For angular intra prediction modes for which reference line indices have been derived (not signaled), the prediction sample values are generated using a weighted sum of a plurality of predictors, each of which is a predictor generated using one of a plurality of reference lines.

In one example, the weighted sum uses {3, 1} weights applied to predictors generated from the first reference line and the second reference line, respectively.

In another example, the weights depend on block size, block width, block height, sample position within the current block to be predicted, and/or intra prediction mode.

In one example, for a given angular prediction mode with odd indices, the first reference line is used to generate one prediction block unit Pred₁And the second reference line is used to generate another prediction block unit.
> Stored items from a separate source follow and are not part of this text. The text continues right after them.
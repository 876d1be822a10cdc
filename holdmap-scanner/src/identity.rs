use serde::{Deserialize, Serialize};
use std::fmt;

/// Partner type code for a legal entity in the registry's `tipo_socio` column.
pub const PARTNER_TYPE_LEGAL_ENTITY: i64 = 1;
/// Partner type code for a natural person.
pub const PARTNER_TYPE_NATURAL_PERSON: i64 = 2;

/// Trade name values the registry uses when a company has no trade name.
const PLACEHOLDER_NAMES: [&str; 3] = ["", "NONE", "NAO POSSUI"];

/// A party that can take part in an ownership relation.
///
/// Natural persons are identified by the pair (tax id, name) because the
/// registry masks part of their tax id, so the tax id alone is not unique.
#[derive(Debug, Clone, PartialEq, Eq, Hash, Serialize, Deserialize)]
#[serde(tag = "kind", rename_all = "snake_case")]
pub enum Identity {
    LegalEntity { tax_id: String },
    NaturalPerson { tax_id: String, name: String },
}

impl Identity {
    pub fn legal_entity(tax_id: impl Into<String>) -> Self {
        Identity::LegalEntity {
            tax_id: tax_id.into(),
        }
    }

    pub fn natural_person(tax_id: impl Into<String>, name: impl Into<String>) -> Self {
        Identity::NaturalPerson {
            tax_id: tax_id.into(),
            name: name.into(),
        }
    }

    /// Build an identity from the partner columns of a relation row.
    ///
    /// Only type 1 is a legal entity; every other code (persons, foreigners)
    /// is keyed by tax id and name.
    pub fn from_partner_columns(partner_type: i64, tax_id: &str, name: &str) -> Self {
        if partner_type == PARTNER_TYPE_LEGAL_ENTITY {
            Identity::legal_entity(tax_id)
        } else {
            Identity::natural_person(tax_id, name)
        }
    }

    /// The graph key for this identity.
    pub fn key(&self) -> String {
        match self {
            Identity::LegalEntity { tax_id } => tax_id.clone(),
            Identity::NaturalPerson { tax_id, name } => format!("{}{}", tax_id, name),
        }
    }

    pub fn tax_id(&self) -> &str {
        match self {
            Identity::LegalEntity { tax_id } | Identity::NaturalPerson { tax_id, .. } => tax_id,
        }
    }

    pub fn is_legal_entity(&self) -> bool {
        matches!(self, Identity::LegalEntity { .. })
    }

    /// Registry partner type code (1 for legal entities, 2 for persons).
    pub fn partner_type(&self) -> i64 {
        match self {
            Identity::LegalEntity { .. } => PARTNER_TYPE_LEGAL_ENTITY,
            Identity::NaturalPerson { .. } => PARTNER_TYPE_NATURAL_PERSON,
        }
    }

    pub fn kind_str(&self) -> &'static str {
        match self {
            Identity::LegalEntity { .. } => "legal_entity",
            Identity::NaturalPerson { .. } => "natural_person",
        }
    }
}

impl fmt::Display for Identity {
    fn fmt(&self, f: &mut fmt::Formatter<'_>) -> fmt::Result {
        match self {
            Identity::LegalEntity { tax_id } => write!(f, "PJ {}", tax_id),
            Identity::NaturalPerson { tax_id, name } => write!(f, "PF {} {}", tax_id, name),
        }
    }
}

/// Pick the name shown for a company: the trade name unless it is blank or a
/// placeholder, otherwise the registered name.
pub fn preferred_name(trade_name: Option<&str>, legal_name: Option<&str>) -> Option<String> {
    let trade_name = trade_name.map(str::trim).filter(|name| !is_placeholder_name(name));

    trade_name
        .or_else(|| legal_name.map(str::trim).filter(|name| !name.is_empty()))
        .map(str::to_string)
}

fn is_placeholder_name(name: &str) -> bool {
    PLACEHOLDER_NAMES
        .iter()
        .any(|placeholder| name.eq_ignore_ascii_case(placeholder))
}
Then, the final prediction value of each pixel in the current block unit is a weighted sum of the two generated prediction block units. This process can be represented by equation (4-1), where W is for all pixels in the same block_iThe values of (a) are the same. For different blocks, W_iMay be the same (independent of intra prediction mode and block size) or may depend on intra prediction mode and block size.
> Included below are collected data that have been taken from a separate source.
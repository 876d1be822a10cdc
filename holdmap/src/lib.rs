// Include handlers module directly from handlers.rs
#[path = "handlers.rs"]
pub mod handlers;

// Re-export commonly used handler functions for convenience
pub use handlers::{
    load_seeds_from_file, load_seeds_from_source, parse_person_arg, resolve_db_path,
    resolve_output_path,
};

// Re-export crawl functionality from holdmap-core
pub use holdmap_core::crawl::{
    CrawlOptions, CrawlProgressCallback, Seed, execute_crawl, generate_crawl_report,
    parse_seed_line,
};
Alternatively, at block S1117, the number of intra prediction modes for each reference line is derived from the difference between the reference samples in that reference line. Methods of measuring differences include, but are not limited to, gradient, SATD, SAD, MSE, SNR, and PSNR.

If the upper row and the left column of the reference sample are very similar, the number of patterns can be reduced to 4, 9, 17 or 35 patterns. These 4 modes are a planar mode, a DC mode, a vertical mode, and a horizontal mode.

If only the upper row of the reference sample is very similar, the mode in the vertical-like prediction mode is downsampled. In a special case, only the mode 50 is retained, and the modes 35 to 49 and 51 to 66 are excluded. In order to make the total intra prediction mode 9, 17, or 35, the intra prediction modes in the horizontal direction are reduced accordingly.

Otherwise, if only the left columns of the reference sample are very similar, the pattern in the horizontal-like direction is downsampled. In a special case, only the mode 18 is retained, and the modes 2 to 17 and 19 to 33 are excluded. In order to make the total intra prediction mode 9, 17, or 35, the intra prediction mode in the vertical direction is reduced accordingly.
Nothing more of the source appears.